Во второй части книги Любимов знакомит читателей с главными доводами, до сих пор высказанными в защиту той и другой версии, а затем приступает к главной своей задаче: к изложению новых данных, которые ему удалось собрать в последние годы. Самая мысль -- искать новых сведений об Александре I и Федоре Кузьмиче в эмиграции -- не так неожиданна, как может показаться на первый взгляд. Именно в эмиграции находится немало лиц, по своему происхождению связанных с более или менее близкими участниками и свидетелями событий, легших в основу легенды.
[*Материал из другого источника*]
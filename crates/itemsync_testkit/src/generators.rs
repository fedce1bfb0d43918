//! Property-based test generators using proptest.
//!
//! Provides strategies for ids, payloads and whole client sessions.

use itemsync_core::{CreateItem, Version};
use proptest::prelude::*;

/// Strategy for owner ids drawn from a small pool, so owners collide.
pub fn owner_id_strategy() -> impl Strategy<Value = String> {
    prop::sample::select(vec!["alice", "bob", "carol"]).prop_map(str::to_string)
}

/// Strategy for item ids drawn from a small pool, so items get revisited.
pub fn item_id_strategy() -> impl Strategy<Value = String> {
    (0u8..6).prop_map(|n| format!("item-{n}"))
}

/// Strategy for item kinds.
pub fn kind_strategy() -> impl Strategy<Value = String> {
    prop::sample::select(vec!["note", "task", "bookmark"]).prop_map(str::to_string)
}

/// Strategy for title and content text, including the empty string.
pub fn text_strategy() -> impl Strategy<Value = String> {
    prop::string::string_regex("[a-zA-Z0-9 ]{0,24}").expect("Invalid regex")
}

/// Strategy for create requests.
pub fn create_item_strategy() -> impl Strategy<Value = CreateItem> {
    (item_id_strategy(), kind_strategy(), text_strategy(), text_strategy()).prop_map(
        |(id, kind, title, content)| CreateItem {
            id,
            kind,
            title,
            content,
        },
    )
}

/// One step a client can take against a store.
#[derive(Debug, Clone)]
pub enum ClientOp {
    /// Create an item.
    Create {
        /// Owner.
        owner: String,
        /// Request.
        request: CreateItem,
    },
    /// Retitle an item, basing the edit on its current version or, when
    /// `stale` is set, on an older one.
    Update {
        /// Owner.
        owner: String,
        /// Item id.
        id: String,
        /// New title.
        title: String,
        /// Base the edit on an outdated version.
        stale: bool,
    },
    /// Delete an item at its current version.
    Delete {
        /// Owner.
        owner: String,
        /// Item id.
        id: String,
    },
    /// Resend the n-th earlier mutation with its original token.
    Retry(prop::sample::Index),
}

/// Strategy for a single client step.
pub fn client_op_strategy() -> impl Strategy<Value = ClientOp> {
    prop_oneof![
        3 => (owner_id_strategy(), create_item_strategy())
            .prop_map(|(owner, request)| ClientOp::Create { owner, request }),
        3 => (owner_id_strategy(), item_id_strategy(), text_strategy(), any::<bool>())
            .prop_map(|(owner, id, title, stale)| ClientOp::Update { owner, id, title, stale }),
        1 => (owner_id_strategy(), item_id_strategy())
            .prop_map(|(owner, id)| ClientOp::Delete { owner, id }),
        2 => any::<prop::sample::Index>().prop_map(ClientOp::Retry),
    ]
}

/// Strategy for a client session of up to `max_len` steps.
pub fn client_session_strategy(max_len: usize) -> impl Strategy<Value = Vec<ClientOp>> {
    prop::collection::vec(client_op_strategy(), 1..max_len)
}

/// Strategy for change-feed cursors up to `max`.
pub fn cursor_strategy(max: u64) -> impl Strategy<Value = Version> {
    (0..=max).prop_map(Version::new)
}
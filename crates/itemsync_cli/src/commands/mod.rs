//! CLI command implementations.

pub mod dump_journal;
pub mod init;
pub mod inspect;
pub mod items;
pub mod verify;

use clap::ValueEnum;
use itemsync_core::{StoreConfig, SyncStore};
use std::path::Path;

/// Result type shared by the commands.
pub type CliResult<T> = Result<T, Box<dyn std::error::Error>>;

/// How command output is printed.
#[derive(Debug, Clone, Copy, PartialEq, Eq, ValueEnum)]
pub enum OutputFormat {
    /// Human-readable text
    Text,
    /// Pretty-printed JSON
    Json,
}

/// Opens an existing store read-only.
///
/// Never creates or repairs anything, and fails while a writer has the store
/// open.
pub fn open_store(path: &Path) -> CliResult<SyncStore> {
    tracing::debug!(path = %path.display(), "opening store read-only");
    let config = StoreConfig::new().create_if_missing(false).read_only(true);
    Ok(SyncStore::open(path, config)?)
}
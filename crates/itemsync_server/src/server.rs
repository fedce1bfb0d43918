//! Async request scheduler.

use crate::config::ServerConfig;
use crate::context::RequestContext;
use crate::error::{ServerError, ServerResult};
use crate::handler::RequestHandler;
use crate::messages::{CborDecode, CborEncode, ErrorCode, RequestEnvelope, SyncResponse};
use itemsync_core::SyncStore;
use std::sync::Arc;
use std::time::Instant;
use tokio::sync::Semaphore;

/// The sync server.
///
/// Each request runs on its own blocking worker (`spawn_blocking`), because
/// mutations block on the store's write lock and on journal I/O. A semaphore
/// bounds how many run at once. The request deadline is handed to the core,
/// so a mutation that runs out of time rolls back inside its transaction
/// instead of being abandoned mid-commit.
///
/// # Example
///
/// ```
/// use itemsync_core::SyncStore;
/// use itemsync_server::{RequestEnvelope, ServerConfig, SyncRequest, SyncServer};
/// use std::sync::Arc;
///
/// # tokio::runtime::Runtime::new().unwrap().block_on(async {
/// let store = Arc::new(SyncStore::open_in_memory().unwrap());
/// let server = SyncServer::new(store, ServerConfig::default());
///
/// let response = server
///     .handle(RequestEnvelope {
///         owner_id: Some("alice".into()),
///         mutation_id: None,
///         request: SyncRequest::List,
///     })
///     .await;
/// assert_eq!(response.status_code(), 200);
/// # });
/// ```
#[derive(Debug)]
pub struct SyncServer {
    handler: RequestHandler,
    permits: Arc<Semaphore>,
    config: ServerConfig,
}

impl SyncServer {
    /// Creates a server over `store`.
    pub fn new(store: Arc<SyncStore>, config: ServerConfig) -> Self {
        let permits = Arc::new(Semaphore::new(config.max_concurrent_requests.max(1)));
        let handler = RequestHandler::new(store, config.clone());
        Self {
            handler,
            permits,
            config,
        }
    }

    /// Handles one decoded request.
    pub async fn handle(&self, envelope: RequestEnvelope) -> SyncResponse {
        let op = envelope.request.name();
        match self.schedule(envelope).await {
            Ok(response) => response,
            Err(err) => {
                tracing::warn!(op, error = %err, "request not scheduled");
                SyncResponse::error(&err)
            }
        }
    }

    /// Handles one CBOR-encoded request and returns the CBOR-encoded response.
    pub async fn handle_bytes(&self, bytes: &[u8]) -> Vec<u8> {
        let response = match RequestEnvelope::decode_cbor(bytes) {
            Ok(envelope) => self.handle(envelope).await,
            Err(err) => {
                tracing::debug!(error = %err, len = bytes.len(), "undecodable request");
                SyncResponse::error(&err)
            }
        };

        match response.encode_cbor() {
            Ok(encoded) => encoded,
            Err(err) => {
                tracing::error!(error = %err, "failed to encode response");
                let fallback = SyncResponse::Error {
                    code: ErrorCode::Internal,
                    message: "response encoding failed".into(),
                    retryable: false,
                };
                fallback.encode_cbor().unwrap_or_default()
            }
        }
    }

    async fn schedule(&self, envelope: RequestEnvelope) -> ServerResult<SyncResponse> {
        let deadline = Instant::now() + self.config.request_timeout;

        let permit = tokio::time::timeout_at(
            tokio::time::Instant::from_std(deadline),
            Arc::clone(&self.permits).acquire_owned(),
        )
        .await
        .map_err(|_| ServerError::Overloaded)?
        .map_err(|_| ServerError::Worker("request scheduler closed".into()))?;

        let ctx = RequestContext {
            owner_id: envelope.owner_id,
            mutation_id: envelope.mutation_id,
            deadline: Some(deadline),
        };
        let handler = self.handler.clone();
        let request = envelope.request;

        tokio::task::spawn_blocking(move || {
            let _permit = permit;
            handler.handle(&ctx, request)
        })
        .await
        .map_err(|err| ServerError::Worker(err.to_string()))
    }

    /// Request slots currently free.
    #[must_use]
    pub fn available_permits(&self) -> usize {
        self.permits.available_permits()
    }

    /// The synchronous handler, for transports that schedule work themselves.
    #[must_use]
    pub fn handler(&self) -> &RequestHandler {
        &self.handler
    }

    /// The server configuration.
    #[must_use]
    pub fn config(&self) -> &ServerConfig {
        &self.config
    }
}

#[cfg(test)]
mod tests {
    use super::*;
    use crate::messages::SyncRequest;
    use itemsync_core::{CreateItem, Version};
    use std::time::Duration;

    fn envelope(token: Option<&str>, request: SyncRequest) -> RequestEnvelope {
        RequestEnvelope {
            owner_id: Some("alice".into()),
            mutation_id: token.map(str::to_string),
            request,
        }
    }

    fn create(id: &str) -> SyncRequest {
        SyncRequest::Create(CreateItem {
            id: id.into(),
            kind: "note".into(),
            title: "t".into(),
            content: String::new(),
        })
    }

    #[tokio::test]
    async fn handles_requests_on_workers() {
        let store = Arc::new(SyncStore::open_in_memory().unwrap());
        let server = SyncServer::new(Arc::clone(&store), ServerConfig::default());

        let token = uuid::Uuid::new_v4().to_string();
        let response = server.handle(envelope(Some(&token), create("a"))).await;
        assert!(response.is_success());
        assert_eq!(store.latest_version(), Version::new(1));
        assert_eq!(server.available_permits(), 64);
    }

    #[tokio::test]
    async fn bytes_in_bytes_out() {
        let server = SyncServer::new(
            Arc::new(SyncStore::open_in_memory().unwrap()),
            ServerConfig::default().with_uuid_mutation_ids(false),
        );

        let request = envelope(Some("m1"), create("a")).encode_cbor().unwrap();
        let response = SyncResponse::decode_cbor(&server.handle_bytes(&request).await).unwrap();
        assert_eq!(response.status_code(), 200);

        let garbage = SyncResponse::decode_cbor(&server.handle_bytes(b"\xff\xfe").await).unwrap();
        assert_eq!(garbage.status_code(), 400);
    }

    #[tokio::test]
    async fn timed_out_mutation_rolls_back() {
        let store = Arc::new(SyncStore::open_in_memory().unwrap());
        let config = ServerConfig::new()
            .with_request_timeout(Duration::from_millis(50))
            .with_uuid_mutation_ids(false);
        let server = SyncServer::new(Arc::clone(&store), config);

        // Another writer holds the lock for longer than the request may wait.
        let busy = store.begin_write(None).unwrap();
        let response = server.handle(envelope(Some("m1"), create("a"))).await;
        drop(busy);

        assert!(matches!(
            response,
            SyncResponse::Error {
                code: ErrorCode::Unavailable,
                retryable: true,
                ..
            }
        ));
        assert_eq!(store.latest_version(), Version::ZERO);

        // Resending the identical request succeeds once the lock is free.
        let retry = server.handle(envelope(Some("m1"), create("a"))).await;
        assert!(retry.is_success());
    }
}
Любимов очень хорошо сделал, поставив своей задачей выскрести последние остатки того, что сейчас еще можно добыть если не из семейных архивов, которые почти все остались в России, то из семейных преданий. Произвести подобную работу непременно следовало, пока время для нее еще не упущено.
Надежды Любимова оправдались в том смысле, что поиски дали значительное количество неопубликованных сообщений. Другое дело -- качество этого материала, который почти всегда весьма интересен, порой приближается чуть ли не к сенсационности, но достоверность которого оказалась меньшей, нежели та, которая требуется в подобных случаях. Подробная критика сообщений, добытых Любимовым, заняла бы слишком много места. Говоря суммарно -- они имеют характер необоснованный, отчасти даже фантастический. По-видимому, кроме естественной и неизбежной деформации материала при прохождении его по нескольким инстанциям от современников событий до наших современников, тут действовали и другие факторы, с которыми ныне все чаще приходится сталкиваться, когда дело идет о семейных преданиях: некритическое отношение самих информаторов к их сообщениям, а также неверно понятая семейная гордость, вызывающая у них стремление непременно выставить дедов и прадедов обладателями и хранителями важных государственных тайн. В результате получается, что показания, имеющие тенденцию доказать одно и то же, порой друг другу диаметрально противоречат. Так, например, по одним сведениям выходит, что еще император Николай I посвятил своего наследника в тайну ухода Александра I, а по другим -- что император Александр II не только учредил комиссию для расследования этого вопроса, но и с недоверием отнесся к ее выводам, когда она пришла к убеждению, что Александр I и старец -- одно лицо.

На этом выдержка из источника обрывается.